Lee Remick as Betty Lou Fleckum!!!


----------



## modelgeek (Jul 14, 2005)

LOL !! Your a trip !!!! Z...Jeff


----------



## spe130 (Apr 13, 2004)

Kaylee


----------



## John P (Sep 1, 1999)

The Charmed sisters

The Landers Sisters!!


----------



## flyingfrets (Oct 19, 2001)

Best sculptor I've seen in this genre of kits has to be Mike Cusanelli. I'm sure his choice to sculpt original characters is in large part a result of his creativity, but licensing has to figure in there somewhere.


----------



## kit-junkie (Apr 8, 2005)

His sculptures are definitely _fine_ work.


----------



## Marko (Jul 11, 2002)

*vampirella for sure*

This small little Vampi with resin replacement base and no bat sold on ebay for 86.00. Just in case your reading, Moebius


----------



## flyingfrets (Oct 19, 2001)

Marko, while it's true that little Vampirella kit draws big bucks, I think it's probably more sentimental value & the collectability that drives the price.

I have 2 other Vampi kits in resin that are way better representations of the character than that old Aurora model (much larger scales too).
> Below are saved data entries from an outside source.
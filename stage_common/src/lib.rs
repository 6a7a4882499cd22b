//! Stage Common Library
//!
//! Shared types for every crate in the stage motion workspace.
//!
//! # Module Structure
//!
//! - [`error`] - `MotionError` and the numeric status-code contract
//! - [`consts`] - System-wide constants (file names, fallbacks, poll defaults)
//! - [`units`] - Millimetre/pulse unit conversion
//! - [`config`] - TOML loading/saving traits and shared configuration
//! - [`logging`] - `tracing` subscriber setup
//! - [`hal`] - Driver capability trait, driver value types and axis/IO configuration
//! - [`prelude`] - Common re-exports for convenience
//!
//! # Usage
//!
//! ```rust
//! use stage_common::prelude::*;
//!
//! let units = UnitConverter::new(2000.0);
//! assert_eq!(units.mm_to_pulses(1.5), 3000);
//! ```

pub mod config;
pub mod consts;
pub mod error;
pub mod hal;
pub mod logging;
pub mod prelude;
pub mod units;
//! Polling contract of the blocking operations.
//!
//! `home`, `motion_done` and `line_done` are synchronous wait loops. Each
//! loop pauses for a fixed interval between status reads and gives up once
//! a [`Deadline`] on the monotonic clock has passed. Intervals come from
//! [`PollTiming`] (the `[timing]` table of `motion.toml`) so tests can run
//! against the simulation driver with near-zero pauses.

use serde::{Deserialize, Serialize};
use stage_common::consts::{
    DEFAULT_HOME_POLL_MS, DEFAULT_LINE_POLL_MS, DEFAULT_LINE_TIMEOUT_S, DEFAULT_MOTION_POLL_MS,
    DEFAULT_SETTLE_MS,
};
use std::thread;
use std::time::{Duration, Instant};

fn default_motion_poll_ms() -> u64 {
    DEFAULT_MOTION_POLL_MS
}

fn default_home_poll_ms() -> u64 {
    DEFAULT_HOME_POLL_MS
}

fn default_line_poll_ms() -> u64 {
    DEFAULT_LINE_POLL_MS
}

fn default_settle_ms() -> u64 {
    DEFAULT_SETTLE_MS
}

fn default_line_timeout_seconds() -> f64 {
    DEFAULT_LINE_TIMEOUT_S
}

/// Poll intervals and settle delays.
///
/// # TOML Example
///
/// ```toml
/// [timing]
/// motion_poll_ms = 5
/// home_poll_ms = 100
/// line_poll_ms = 10
/// settle_ms = 100
/// line_timeout_seconds = 20.0
/// ```
#[derive(Debug, Clone, Copy, PartialEq, Serialize, Deserialize)]
pub struct PollTiming {
    /// Interval of `motion_done` [ms].
    #[serde(default = "default_motion_poll_ms")]
    pub motion_poll_ms: u64,
    /// Interval of both homing passes [ms].
    #[serde(default = "default_home_poll_ms")]
    pub home_poll_ms: u64,
    /// Interval of `line_done` [ms].
    #[serde(default = "default_line_poll_ms")]
    pub line_poll_ms: u64,
    /// Delay after homing success and before batched or interpolated waits [ms].
    #[serde(default = "default_settle_ms")]
    pub settle_ms: u64,
    /// Default budget of `line_done` [s].
    #[serde(default = "default_line_timeout_seconds")]
    pub line_timeout_seconds: f64,
}

impl Default for PollTiming {
    fn default() -> Self {
        Self {
            motion_poll_ms: DEFAULT_MOTION_POLL_MS,
            home_poll_ms: DEFAULT_HOME_POLL_MS,
            line_poll_ms: DEFAULT_LINE_POLL_MS,
            settle_ms: DEFAULT_SETTLE_MS,
            line_timeout_seconds: DEFAULT_LINE_TIMEOUT_S,
        }
    }
}

impl PollTiming {
    /// Timing with every interval set to `ms`, for fake drivers.
    pub fn uniform(ms: u64) -> Self {
        Self {
            motion_poll_ms: ms,
            home_poll_ms: ms,
            line_poll_ms: ms,
            settle_ms: ms,
            line_timeout_seconds: DEFAULT_LINE_TIMEOUT_S,
        }
    }

    /// Interval of `motion_done`.
    #[inline]
    pub fn motion_poll(&self) -> Duration {
        Duration::from_millis(self.motion_poll_ms)
    }

    /// Interval of homing.
    #[inline]
    pub fn home_poll(&self) -> Duration {
        Duration::from_millis(self.home_poll_ms)
    }

    /// Interval of `line_done`.
    #[inline]
    pub fn line_poll(&self) -> Duration {
        Duration::from_millis(self.line_poll_ms)
    }

    /// Settle delay.
    #[inline]
    pub fn settle(&self) -> Duration {
        Duration::from_millis(self.settle_ms)
    }
}

/// Point on the monotonic clock after which a wait gives up.
#[derive(Debug, Clone, Copy)]
pub struct Deadline {
    start: Instant,
    budget: Duration,
}

impl Deadline {
    /// Start a budget of `seconds`.
    ///
    /// Negative and non-finite budgets count as zero. A finite budget too
    /// large for a `Duration` is unbounded.
    pub fn after_seconds(seconds: f64) -> Self {
        let budget = if !seconds.is_finite() || seconds <= 0.0 {
            Duration::ZERO
        } else {
            Duration::try_from_secs_f64(seconds).unwrap_or(Duration::MAX)
        };
        Self {
            start: Instant::now(),
            budget,
        }
    }

    /// True once more than the budget has elapsed.
    #[inline]
    pub fn expired(&self) -> bool {
        self.start.elapsed() > self.budget
    }
}

/// Sleep for `interval`; zero returns immediately.
#[inline]
pub fn pause(interval: Duration) {
    if !interval.is_zero() {
        thread::sleep(interval);
    }
}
I think for female figure kits in particular, you have to recognize the limitations of the available mediums. Styrene isn't the best choice for this kind of kit. The pose is limited by the constraints of the tooling process. Resin allows for much greater range of movement in the pose and far fewer seams (both big advantages if you're modelling the female form).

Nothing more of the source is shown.